Caroline Janney’s new book, Remembering the Civil War: Reunion and the Limits of Reconciliation (University of North Carolina Press, 2013) arrived this past Saturday. You should be able to pick it up in a few weeks. I usually wait until I have four or five new books before listing them, but given the focus of this book I wanted to single it out. This title is the latest release in the Littlefield History of the Civil War Era, which is edited by Gary Gallagher and T. Michael Parrish. I’ve been looking forward to it for a couple of years now. The few times I was able to talk shop with Carrie definitely helped as I was researching my own book as did a number of her journal articles published along the way.
It should come as no surprise that I’ve pushed practically everything aside to make room for this one. Remembering the Civil War promises to be the most comprehensive treatment of Civil War memory since the publication of Blight’s Race and Reunion: The Civil War in American Memory back in 2002.
At the same time Carrie has set out to refocus scholars on a number of interpretive points that she and a small, but growing number of scholars have emphasized in recent years.
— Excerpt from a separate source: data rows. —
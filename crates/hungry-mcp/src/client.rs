//! Request/response client for a supervised stdio worker.

use std::sync::Arc;
use std::time::Duration;

use serde_json::{json, Value};
use tracing::{debug, warn};

use crate::codec::Message;
use crate::config::{CallClass, ClientConfig, WorkerConfig};
use crate::error::McpError;
use crate::launcher::{ProcessLauncher, WorkerLauncher};
use crate::pending::RequestIds;
use crate::supervisor::{Supervisor, WorkerState};

/// Multiplexes concurrent requests over one long-lived worker.
///
/// The worker is started on first use and restarted transparently after it
/// dies. Each call carries a fresh id and waits only for its own response.
///
/// # Example
///
/// ```no_run
/// use hungry_mcp::{CallClass, ClientConfig, McpClient, WorkerConfig};
/// use serde_json::json;
///
/// # async fn example() -> Result<(), hungry_mcp::McpError> {
/// let worker = WorkerConfig::new("uv").with_arg("run").with_arg("taco-server");
/// let client = McpClient::for_process(worker, ClientConfig::default());
///
/// let result = client
///     .call_tool("search_tacos", json!({ "query": "brisket" }), CallClass::Fast)
///     .await?;
/// println!("{}", result);
///
/// client.terminate().await?;
/// # Ok(())
/// # }
/// ```
pub struct McpClient {
    supervisor: Supervisor,
    ids: Arc<RequestIds>,
}

impl McpClient {
    pub fn new(launcher: Arc<dyn WorkerLauncher>, config: ClientConfig) -> Self {
        let ids = Arc::new(RequestIds::new());
        Self {
            supervisor: Supervisor::new(launcher, config, Arc::clone(&ids)),
            ids,
        }
    }

    /// Client for a worker spawned as a child process.
    pub fn for_process(worker: WorkerConfig, config: ClientConfig) -> Self {
        Self::new(Arc::new(ProcessLauncher::new(worker)), config)
    }

    pub fn state(&self) -> WorkerState {
        self.supervisor.probe()
    }

    /// Requests currently waiting for a response.
    pub fn pending_requests(&self) -> usize {
        self.supervisor.pending_requests()
    }

    pub async fn ensure_running(&self) -> Result<(), McpError> {
        self.supervisor.ensure_running().await
    }

    /// Call `method` with the deadline of `class`.
    pub async fn call(&self, method: &str, params: Value, class: CallClass) -> Result<Value, McpError> {
        let timeout = self.supervisor.config().timeouts.for_class(class);
        self.call_with_timeout(method, params, timeout).await
    }

    /// Call `method` with an explicit deadline.
    ///
    /// A timeout only abandons this request; the worker keeps running.
    pub async fn call_with_timeout(
        &self,
        method: &str,
        params: Value,
        timeout: Duration,
    ) -> Result<Value, McpError> {
        let conn = self.supervisor.connection().await?;
        let id = self.ids.next();
        debug!(id, method, "Calling worker");
        conn.request(id, method, params, timeout).await
    }

    /// Send a notification; no response is expected.
    pub async fn notify(&self, method: &str, params: Value) -> Result<(), McpError> {
        let conn = self.supervisor.connection().await?;
        conn.send(&Message::notification(method, params)).await
    }

    /// Invoke a worker tool through `tools/call`.
    pub async fn call_tool(&self, name: &str, arguments: Value, class: CallClass) -> Result<Value, McpError> {
        let params = json!({ "name": name, "arguments": arguments });
        self.call("tools/call", params, class).await
    }

    /// Stop the worker. Safe to call repeatedly.
    pub async fn terminate(&self) -> Result<(), McpError> {
        self.supervisor.terminate().await
    }

    /// Stop every client's worker, even when one of them fails to stop.
    ///
    /// Returns the first error.
    pub async fn terminate_all(clients: &[&McpClient]) -> Result<(), McpError> {
        let mut first_error = None;
        for client in clients {
            if let Err(e) = client.terminate().await {
                warn!(error = %e, "Failed to stop worker");
                first_error.get_or_insert(e);
            }
        }
        first_error.map_or(Ok(()), Err)
    }
}
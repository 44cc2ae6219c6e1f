//! Error types for the worker client.

use std::io;
use std::time::Duration;

use thiserror::Error;

use crate::codec::RpcError;

/// Errors that can occur while talking to a worker.
#[derive(Debug, Error)]
pub enum McpError {
    /// The worker process could not be started.
    #[error("Failed to spawn worker '{program}': {source}")]
    Spawn {
        program: String,
        #[source]
        source: io::Error,
    },

    /// A stdio pipe of the spawned worker was not captured.
    #[error("Worker {0} pipe was not captured")]
    MissingPipe(&'static str),

    /// Writing a message to the worker's stdin failed.
    #[error("Failed to write to worker: {0}")]
    Write(#[source] io::Error),

    /// JSON serialization error.
    #[error("JSON error: {0}")]
    Serialize(#[from] serde_json::Error),

    /// No matching response arrived within the deadline.
    #[error("Request '{method}' timed out after {after:?}")]
    Timeout { method: String, after: Duration },

    /// The worker's output stream closed while the request was pending.
    #[error("Connection to worker lost")]
    ConnectionLost,

    /// The worker answered with a JSON-RPC error object.
    #[error("Worker error {code}: {message}")]
    Remote { code: i64, message: String },

    /// A tool call completed but reported failure.
    #[error("Tool reported failure: {0}")]
    ToolFailed(String),

    /// Stopping the worker process failed.
    #[error("Failed to stop worker: {0}")]
    Shutdown(#[source] io::Error),
}

impl McpError {
    /// Returns true if a fresh attempt (after a restart) may succeed.
    pub fn is_transient(&self) -> bool {
        matches!(
            self,
            Self::Spawn { .. } | Self::Write(_) | Self::Timeout { .. } | Self::ConnectionLost
        )
    }
}

impl From<RpcError> for McpError {
    fn from(error: RpcError) -> Self {
        Self::Remote {
            code: error.code,
            message: error.message,
        }
    }
}

#[cfg(test)]
mod tests {
    use super::*;

    #[test]
    fn test_transient_classification() {
        assert!(McpError::ConnectionLost.is_transient());
        assert!(McpError::Timeout {
            method: "tools/call".to_string(),
            after: Duration::from_secs(5),
        }
        .is_transient());
        assert!(!McpError::ToolFailed("no rows".to_string()).is_transient());
        assert!(!McpError::from(RpcError::new(-32601, "Method not found")).is_transient());
    }

    #[test]
    fn test_remote_error_display() {
        let err = McpError::from(RpcError::new(-32602, "Invalid params"));
        assert_eq!(err.to_string(), "Worker error -32602: Invalid params");
    }
}
//! Worker client configuration.

use std::fmt;
use std::path::PathBuf;
use std::time::Duration;

/// MCP protocol revision announced during the handshake.
pub const PROTOCOL_VERSION: &str = "2024-11-05";

/// How to start a worker process.
///
/// Everything here is passed through to the child untouched; the client never
/// inspects the working directory, interpreter or credential.
#[derive(Debug, Clone)]
pub struct WorkerConfig {
    /// Program (usually an interpreter) to execute.
    pub program: String,

    /// Arguments passed to the program.
    pub args: Vec<String>,

    /// Working directory of the worker; inherits ours when unset.
    pub working_dir: Option<PathBuf>,

    /// Additional environment variables.
    pub env: Vec<(String, String)>,

    /// Secret forwarded through the environment.
    pub credential: Option<Credential>,
}

impl WorkerConfig {
    /// Create a config for the given program.
    pub fn new(program: impl Into<String>) -> Self {
        Self {
            program: program.into(),
            args: Vec::new(),
            working_dir: None,
            env: Vec::new(),
            credential: None,
        }
    }

    /// Add a program argument.
    pub fn with_arg(mut self, arg: impl Into<String>) -> Self {
        self.args.push(arg.into());
        self
    }

    /// Set the working directory.
    pub fn with_working_dir(mut self, dir: impl Into<PathBuf>) -> Self {
        self.working_dir = Some(dir.into());
        self
    }

    /// Add an environment variable.
    pub fn with_env(mut self, key: impl Into<String>, value: impl Into<String>) -> Self {
        self.env.push((key.into(), value.into()));
        self
    }

    /// Forward a credential to the worker.
    pub fn with_credential(mut self, credential: Credential) -> Self {
        self.credential = Some(credential);
        self
    }
}

/// An opaque secret handed to the worker as an environment variable.
#[derive(Clone)]
pub struct Credential {
    env_var: String,
    value: String,
}

impl Credential {
    pub fn new(env_var: impl Into<String>, value: impl Into<String>) -> Self {
        Self {
            env_var: env_var.into(),
            value: value.into(),
        }
    }

    pub fn env_var(&self) -> &str {
        &self.env_var
    }

    pub(crate) fn value(&self) -> &str {
        &self.value
    }
}

impl fmt::Debug for Credential {
    fn fmt(&self, f: &mut fmt::Formatter<'_>) -> fmt::Result {
        f.debug_struct("Credential")
            .field("env_var", &self.env_var)
            .field("value", &"<redacted>")
            .finish()
    }
}

/// Timeout class of an operation.
#[derive(Debug, Clone, Copy, PartialEq, Eq)]
pub enum CallClass {
    /// Database lookups.
    Fast,
    /// Long-running work such as browser automation.
    Slow,
}

/// Per-class request deadlines.
#[derive(Debug, Clone, Copy)]
pub struct TimeoutConfig {
    pub fast: Duration,
    pub slow: Duration,
}

impl TimeoutConfig {
    /// Deadline for the given class.
    pub fn for_class(&self, class: CallClass) -> Duration {
        match class {
            CallClass::Fast => self.fast,
            CallClass::Slow => self.slow,
        }
    }
}

impl Default for TimeoutConfig {
    fn default() -> Self {
        Self {
            fast: Duration::from_secs(5),
            slow: Duration::from_secs(30),
        }
    }
}

/// Identity announced to the worker in the `initialize` request.
#[derive(Debug, Clone, PartialEq, Eq)]
pub struct ClientInfo {
    pub name: String,
    pub version: String,
}

impl Default for ClientInfo {
    fn default() -> Self {
        Self {
            name: "hungry-agent".to_string(),
            version: env!("CARGO_PKG_VERSION").to_string(),
        }
    }
}

/// Client-side settings shared by every worker lifetime.
#[derive(Debug, Clone)]
pub struct ClientConfig {
    /// Pause between spawning the worker and starting the handshake.
    pub startup_delay: Duration,

    /// How long a worker gets to exit after its stdin is closed before it is killed.
    pub shutdown_grace: Duration,

    pub timeouts: TimeoutConfig,

    pub client_info: ClientInfo,
}

impl ClientConfig {
    /// Set the startup delay.
    pub fn with_startup_delay(mut self, delay: Duration) -> Self {
        self.startup_delay = delay;
        self
    }

    /// Set the shutdown grace period.
    pub fn with_shutdown_grace(mut self, grace: Duration) -> Self {
        self.shutdown_grace = grace;
        self
    }

    /// Set the per-class timeouts.
    pub fn with_timeouts(mut self, timeouts: TimeoutConfig) -> Self {
        self.timeouts = timeouts;
        self
    }

    /// Set the identity announced during the handshake.
    pub fn with_client_info(mut self, name: impl Into<String>, version: impl Into<String>) -> Self {
        self.client_info = ClientInfo {
            name: name.into(),
            version: version.into(),
        };
        self
    }
}

impl Default for ClientConfig {
    fn default() -> Self {
        Self {
            startup_delay: Duration::from_secs(1),
            shutdown_grace: Duration::from_secs(5),
            timeouts: TimeoutConfig::default(),
            client_info: ClientInfo::default(),
        }
    }
}

#[cfg(test)]
mod tests {
    use super::*;

    #[test]
    fn test_worker_config_builder() {
        let config = WorkerConfig::new("python3")
            .with_arg("server.py")
            .with_working_dir("workers/taco-search")
            .with_env("PYTHONUNBUFFERED", "1")
            .with_credential(Credential::new("UBER_EATS_PASSWORD", "hunter2"));

        assert_eq!(config.program, "python3");
        assert_eq!(config.args, vec!["server.py".to_string()]);
        assert_eq!(config.working_dir, Some(PathBuf::from("workers/taco-search")));
        assert_eq!(config.env.len(), 1);
        assert_eq!(
            config.credential.as_ref().map(|c| c.env_var()),
            Some("UBER_EATS_PASSWORD")
        );
    }

    #[test]
    fn test_credential_debug_is_redacted() {
        let credential = Credential::new("API_KEY", "super-secret");
        let debug = format!("{:?}", credential);
        assert!(debug.contains("API_KEY"));
        assert!(!debug.contains("super-secret"));
    }

    #[test]
    fn test_default_timeouts() {
        let timeouts = TimeoutConfig::default();
        assert_eq!(timeouts.for_class(CallClass::Fast), Duration::from_secs(5));
        assert_eq!(timeouts.for_class(CallClass::Slow), Duration::from_secs(30));
    }

    #[test]
    fn test_client_config_builder() {
        let config = ClientConfig::default()
            .with_startup_delay(Duration::ZERO)
            .with_client_info("hungry-agent-taco-search", "1.0.0");
        assert_eq!(config.startup_delay, Duration::ZERO);
        assert_eq!(config.client_info.name, "hungry-agent-taco-search");
        assert_eq!(config.shutdown_grace, Duration::from_secs(5));
    }
}
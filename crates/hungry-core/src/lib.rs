//! Hungry Agent Core Domain Types
//!
//! This crate contains pure domain types with no dependencies on:
//! - Worker processes
//! - Database
//! - Runtime specifics
//!
//! Everything a caller outside the worker client observes lives here.

pub mod error;
pub mod ids;
pub mod order;
pub mod response;
pub mod status;

// Re-export commonly used types
pub use error::CoreError;
pub use ids::SessionId;
pub use order::OrderItem;
pub use response::{DomainResponse, ResponseData};
pub use status::{Platform, ResponseSource, ResponseStatus};
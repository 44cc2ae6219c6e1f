//! Circuit breaker guarding worker-backed operations.

use std::sync::{Mutex, MutexGuard, PoisonError};
use std::time::Duration;

use tokio::time::Instant;
use tracing::{debug, info, warn};

/// Breaker tuning.
#[derive(Debug, Clone, Copy, PartialEq, Eq)]
pub struct BreakerConfig {
    /// Consecutive failures that trip the breaker.
    pub failure_threshold: u32,
    /// Time after the last failure before a probe is admitted.
    pub recovery_timeout: Duration,
}

impl BreakerConfig {
    pub fn with_failure_threshold(mut self, threshold: u32) -> Self {
        self.failure_threshold = threshold.max(1);
        self
    }

    pub fn with_recovery_timeout(mut self, timeout: Duration) -> Self {
        self.recovery_timeout = timeout;
        self
    }
}

impl Default for BreakerConfig {
    fn default() -> Self {
        Self {
            failure_threshold: 3,
            recovery_timeout: Duration::from_secs(60),
        }
    }
}

#[derive(Debug, Clone, Copy, PartialEq, Eq)]
pub enum CircuitState {
    Closed,
    Open,
    HalfOpen,
}

impl std::fmt::Display for CircuitState {
    fn fmt(&self, f: &mut std::fmt::Formatter<'_>) -> std::fmt::Result {
        match self {
            Self::Closed => write!(f, "closed"),
            Self::Open => write!(f, "open"),
            Self::HalfOpen => write!(f, "half_open"),
        }
    }
}

#[derive(Debug)]
struct BreakerState {
    state: CircuitState,
    failure_count: u32,
    last_failure: Option<Instant>,
    /// When the outstanding half-open probe was admitted.
    probe_started: Option<Instant>,
}

/// Closed / Open / HalfOpen breaker with lazy recovery.
///
/// Recovery is checked on [`can_execute`](Self::can_execute), never by a
/// timer. While half-open exactly one probe is admitted; every admitted
/// attempt must be followed by one `record_success` or `record_failure`.
#[derive(Debug)]
pub struct CircuitBreaker {
    config: BreakerConfig,
    inner: Mutex<BreakerState>,
}

impl CircuitBreaker {
    pub fn new(config: BreakerConfig) -> Self {
        Self {
            config,
            inner: Mutex::new(BreakerState {
                state: CircuitState::Closed,
                failure_count: 0,
                last_failure: None,
                probe_started: None,
            }),
        }
    }

    fn inner(&self) -> MutexGuard<'_, BreakerState> {
        self.inner.lock().unwrap_or_else(PoisonError::into_inner)
    }

    pub fn config(&self) -> &BreakerConfig {
        &self.config
    }

    pub fn state(&self) -> CircuitState {
        self.inner().state
    }

    pub fn failure_count(&self) -> u32 {
        self.inner().failure_count
    }

    /// Admission gate for the guarded operation.
    pub fn can_execute(&self) -> bool {
        let mut inner = self.inner();
        let now = Instant::now();
        match inner.state {
            CircuitState::Closed => true,
            CircuitState::Open => {
                let recovered = inner
                    .last_failure
                    .map_or(true, |at| now.duration_since(at) >= self.config.recovery_timeout);
                if recovered {
                    inner.state = CircuitState::HalfOpen;
                    inner.probe_started = Some(now);
                    info!("Circuit half-open, admitting probe");
                }
                recovered
            }
            CircuitState::HalfOpen => {
                // A probe that never reported back does not wedge the breaker.
                let stale = inner
                    .probe_started
                    .map_or(true, |at| now.duration_since(at) >= self.config.recovery_timeout);
                if stale {
                    inner.probe_started = Some(now);
                    debug!("Half-open probe went stale, admitting another");
                }
                stale
            }
        }
    }

    pub fn record_success(&self) {
        let mut inner = self.inner();
        if inner.state != CircuitState::Closed {
            info!(from = %inner.state, "Circuit closed");
        }
        inner.state = CircuitState::Closed;
        inner.failure_count = 0;
        inner.probe_started = None;
    }

    pub fn record_failure(&self) {
        let mut inner = self.inner();
        inner.failure_count = inner.failure_count.saturating_add(1);
        inner.last_failure = Some(Instant::now());
        inner.probe_started = None;

        match inner.state {
            CircuitState::HalfOpen => {
                inner.state = CircuitState::Open;
                warn!(failures = inner.failure_count, "Probe failed, circuit re-opened");
            }
            CircuitState::Closed if inner.failure_count >= self.config.failure_threshold => {
                inner.state = CircuitState::Open;
                warn!(
                    failures = inner.failure_count,
                    threshold = self.config.failure_threshold,
                    "Circuit opened"
                );
            }
            _ => {}
        }
    }
}

impl Default for CircuitBreaker {
    fn default() -> Self {
        Self::new(BreakerConfig::default())
    }
}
By arguing that the divisive issues of the war such as slavery and emancipation were forgotten in the name of white supremacy, both popular culture and scholars have suggested that white northerners eventually capitulated to the Confederate memory. The Lost Cause, this line of thinking goes, projected a rhetoric and imagery of battlefield bravery and valor that the North came to embrace. This formulation, however, overlooks two key facts. First, Union veterans could embrace both reconciliation and emancipation. One did not preclude the other. Second, in order for reunion-the Union Cause-to triumph, the victorious North had to welcome white southerners back into the national fold. But Union veterans never forgot that they had fought against treason. Union soldiers did not “sell out” to Confederate memories. Instead, they maintained their own distinctly northern version of the Civil War in which preservation of the Union-and in many cases emancipation-remained integral to northern memories of the war well into the twentieth century (just as Confederates continued to rant about barbaric and heartless Yankees). Former enemies might come together for battlefield dedications where they remained silent on the divisive issues, but beyond these occasions, Union and Confederate veterans tended to maintain that their cause was the virtuous one. [p. 9]
Without saying so explicitly, Carrie is commenting on the influence that Blight’s thesis has had over the past ten years on both scholars and the broader public. It’s as well argued a thesis as you will find, but it is also a comforting framework in a nation that has attempted to come to terms with its collective moral responsibility for its past. I suspect that it is rare for a scholarly work such as Blight’s to enjoy such a popular reception beyond the halls of academe. Much of what I’ve written on this blog and for publication, including my book, has been influenced heavily by Race and Reunion.
Whether Carrie can chip away at this has yet to be seen, but for now that doesn’t matter much to me. I am looking forward to spending many more hours with the work of a top-notch scholar and friend.